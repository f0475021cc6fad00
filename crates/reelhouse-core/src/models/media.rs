use bytes::Bytes;
use serde::{Deserialize, Serialize};
use std::fmt::{Display, Formatter, Result as FmtResult};

use crate::constants::{
    THUMBNAIL_CONTENT_TYPES, THUMBNAIL_FIELD, VIDEO_CONTENT_TYPES, VIDEO_FIELD,
};

/// Geometric orientation of a video, used as the storage key prefix.
#[derive(Debug, Clone, Copy, PartialEq, Eq, Hash, Serialize, Deserialize)]
#[serde(rename_all = "lowercase")]
pub enum OrientationBucket {
    Landscape,
    Portrait,
    Other,
}

impl OrientationBucket {
    pub fn as_str(&self) -> &'static str {
        match self {
            OrientationBucket::Landscape => "landscape",
            OrientationBucket::Portrait => "portrait",
            OrientationBucket::Other => "other",
        }
    }
}

impl Display for OrientationBucket {
    fn fmt(&self, f: &mut Formatter<'_>) -> FmtResult {
        f.write_str(self.as_str())
    }
}

/// Which asset of a video an upload targets.
#[derive(Debug, Clone, Copy, PartialEq, Eq, Serialize, Deserialize)]
#[serde(rename_all = "lowercase")]
pub enum UploadKind {
    Video,
    Thumbnail,
}

impl UploadKind {
    /// Multipart field name carrying the file.
    pub fn field_name(&self) -> &'static str {
        match self {
            UploadKind::Video => VIDEO_FIELD,
            UploadKind::Thumbnail => THUMBNAIL_FIELD,
        }
    }

    pub fn accepted_content_types(&self) -> &'static [&'static str] {
        match self {
            UploadKind::Video => VIDEO_CONTENT_TYPES,
            UploadKind::Thumbnail => THUMBNAIL_CONTENT_TYPES,
        }
    }

    /// Capitalised noun used in client-facing messages ("Video is too large").
    pub fn label(&self) -> &'static str {
        match self {
            UploadKind::Video => "Video",
            UploadKind::Thumbnail => "Thumbnail",
        }
    }
}

/// A request-scoped upload payload. Never persisted beyond scratch storage.
#[derive(Debug, Clone)]
pub struct UploadedAsset {
    pub kind: UploadKind,
    pub filename: Option<String>,
    /// Declared media type, lowercased.
    pub content_type: String,
    pub data: Bytes,
}

impl UploadedAsset {
    pub fn new(kind: UploadKind, filename: Option<String>, content_type: &str, data: Bytes) -> Self {
        Self {
            kind,
            filename,
            content_type: content_type.trim().to_lowercase(),
            data,
        }
    }

    pub fn size(&self) -> usize {
        self.data.len()
    }

    /// File extension derived from the media subtype (`video/mp4` -> `mp4`).
    pub fn extension(&self) -> &str {
        self.content_type
            .rsplit('/')
            .next()
            .unwrap_or(self.content_type.as_str())
    }
}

++++++

:: WHAT YOU HAVE TO DO ::
Every line in the data above that contains "media" needs to be copied.

:: ANSWER FOR THE TASK ::
filename crates/reelhouse-core/src/models/media.rs
    /// Declared media type, lowercased.
    /// File extension derived from the media subtype (`video/mp4` -> `mp4`).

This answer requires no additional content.